Abstract

Lipopolysaccharide (LPS), a major cell wall component of Gram-negative bacteria, is considered to lead to some disease development in commercial crustaceans. However, mantis shrimps Oratosquilla oratoria (Crustacea: Stomatopoda) have a strong vitality and ability to resist disease. To study the tolerance mechanism of mantis shrimp, transcriptome analyses were conducted in hepatopancreas of O. oratoria under LPS challenge investigation. Totally, 84 547 044 clean reads were obtained from transcriptomes (43 159 230 in OP (control), 41 387 814 in OL (treatment), respectively). Unigenes, the longest transcript of each gene, with a total length of 68 318 880 bp and the total number of 100 978 were obtained. 8369 (8.28%) of unigenes were successfully annotated in all databases and 54 888 (54.35%) were annotated in at least one database. Finally, 1012 differentially expressed genes (DEGs) including 439 and 573 showed significantly upregulated and downregulated were determined between OL and OP, respectively. Moreover, those DEGs only expressed in OL or OP accounted for 8.99%. The functional classification based on GO and KEGG indicated that the common enrichment categories for the DEGs are “amino sugar metabolic” and “cellular homeostasis” and that the progress of nutrient metabolic and homeostasis in cells is important in facing variable environmental conditions. Protein–protein interaction analysis elucidated proteins, β-actin (ACTB_G1), T-complex protein subunits (TCPs), heat shock proteins (HSPs), hydroxysteroid dehydrogenase-like protein 2 (HSDL2), kinesin family member 5 (KIF5), methylglutaconyl-CoA hydratase (AUH), and myosin heavy chain (MYH) may play key roles in response to an LPS challenge. This study laid a foundation to further investigate the possible adaptation way that O. oratoria survives in a bacterial challenge.
1. Introduction
Diseases in aquaculture are increasing in both frequency and intensity, and for crustaceans, a recent report mentions that up to 40% of total shrimp production was lost annually mainly due to disease impacts.1 Lipopolysaccharide (LPS), a major cell wall component of Gram-negative bacteria, was considered to lead to some disease development in crustaceans.2,3 Some crustacean diseases, such as early mortality syndrome (EMS), milky hemolymph disease (MHD), and necrotizing hepatopancreatitis (NHP) were caused by bacterial agents.1 These diseases also represented the toxic effects of bacterial pathogens. It is important to understand the toxicity mechanism of bacterial pathogens in crustaceans, especially those with high economic values.

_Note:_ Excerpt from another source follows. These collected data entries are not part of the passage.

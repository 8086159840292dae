//! Pending-Completion Slot
//!
//! A fire-and-forget put does not force a completion record of its
//! own; instead the obligation is parked here and discharged by the
//! next synchronization primitive. The slot retains the operation's
//! window and matching id alongside the flag -- a discharge must reuse
//! the id allocated at deferral time, never a fresh one.
//!
//! At most one obligation is outstanding at a time. Installing a new
//! obligation while the slot is occupied hands the previous one back
//! to the caller so its completion record is emitted first
//! ("emit-and-clear before re-setting"); a silent last-id-wins
//! overwrite would leave an unmatched start record in the trace.

use parking_lot::Mutex;
use rmascope_core::{MatchingId, WindowHandle};

/// One deferred remote-completion obligation.
#[derive(Debug, Clone, Copy, PartialEq, Eq)]
pub struct PendingOp {
    /// Window the deferred operation was issued in
    pub window: WindowHandle,
    /// Matching id allocated when the operation was issued
    pub matching: MatchingId,
}

/// The process-wide deferred-completion slot.
#[derive(Debug, Default)]
pub struct PendingCompletion {
    slot: Mutex<Option<PendingOp>>,
}

impl PendingCompletion {
    /// Empty slot.
    pub const fn new() -> Self {
        Self {
            slot: Mutex::new(None),
        }
    }

    /// Whether an obligation is outstanding.
    pub fn is_pending(&self) -> bool {
        self.slot.lock().is_some()
    }

    /// Install a new obligation, returning the displaced one, if any.
    ///
    /// The caller must emit the displaced obligation's completion
    /// record before recording anything about the new operation's
    /// completion.
    #[must_use]
    pub fn replace(&self, op: PendingOp) -> Option<PendingOp> {
        self.slot.lock().replace(op)
    }

    /// Take the outstanding obligation, leaving the slot empty.
    #[must_use]
    pub fn take(&self) -> Option<PendingOp> {
        self.slot.lock().take()
    }
}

LPS, a key component of pathogenic Vibrio, has been widely utilized in studies on the toxic effects, the toxicity mechanism in crustaceans,1,4−8 and the response to toxicity stress.9−12 For example, pathogenic Vibrio has been shown to colonize the gastrointestinal tract of shrimps and produce a toxin (a highly positively charged protein manufactured by the EMS strains of Vibrio parahaemolyticus) that can cause tissue destruction and dysfunction of the hepatopancreas.1,13 Meanwhile, it has been indicated that haemocyte apoptosis would eliminate damaged or weak cells and contribute to haemocyte renewal in response to toxicity from pathogens and that it may be a defense strategy against pathogens in tiger shrimp Penaeus monodon.11 Recently, the development of high-throughput RNA-sequencing studies had made some efforts based on “Big Data” from transcriptome to reveal the response mechanism in response to various stimuli including LPS.14−17 It is known that mainly important immune-related pathways were involved in response to LPS including MAPK, NF-κB, and Jak-STAT signaling pathways.18 However, some other pathways may also refer to an LPS challenge.19,20 Moreover, several important proteins in MAPK, NF-κB, and Jak-STAT signaling pathways had also been elucidated to play a role in response to LPS in the Eriocheir sinensis transcriptome.3 Transcriptome has been applied in various crustaceans, such as Litopenaeus vannamei, Sinopotamon henanense, Triops longicaudatus, Scylla paramamosain, and Exopalamon carincauda.14,21−23 Thus, transcriptome analysis may be a powerful tool to reveal some mechanisms in response to various stimuli from the environment.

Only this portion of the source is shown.